In der Regel benötigen sie zwei, drei Äpfel von einem Baum für eine sichere Bestimmung. Deswegen sind Cornelia Rapp und Marco Eisoldt zum zweiten Mal nach Ulberndorf gekommen. „Letztes Jahr hatte ich nur einen Apfel dabei“, sagt die Frau. Sie haben in Großsedlitz vor einigen Jahren einen Garten mit alten Bäumen gepachtet. Früher war das mal ein Schulgarten. Sechs Bäume wachsen dort. Drei haben getragen. Einen bestimmen Schwartz und Frenzel als Goldrenette Freiherr von Berlepsch. „Der ist säuerlich und hält sich bis Anfang Februar“, erklärt Schwarz. „Oh schön, wir haben einen Winterapfel“, freut sich Cornelia Rapp. Ein Grüner Fürstenapfel und ein Carola wachsen weiter in ihrem Garten.

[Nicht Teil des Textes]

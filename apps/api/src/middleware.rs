//! # ミドルウェア
//!
//! API 用のミドルウェアを提供する。

mod api_key;

pub use api_key::{API_KEY_HEADER, ApiKeyState, require_api_key};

Klaus Schwartz ist Gartenbauingenieur und hatte eine Baumschule in Löbau. Die haben jetzt seine Kinder übernommen und er kümmert sich darum, sein Fachwissen über Äpfel zu erweitern. Ralf Frenzel ist über den Obstgarten seiner Eltern zur Apfelkunde als Hobby gekommen. Im Hauptberuf arbeitet der Dresdner als Chemiker.

In einem Fall scheitern sie. Ein Mann zeigte einen Apfel von einem 160 Jahre alten Baum. Den kannten die beiden Pomologen, wie sich die Apfelkundler nennen, nicht. „Aber bei einem so alten Baum bekommt man Hochachtung“, sagt Schwartz.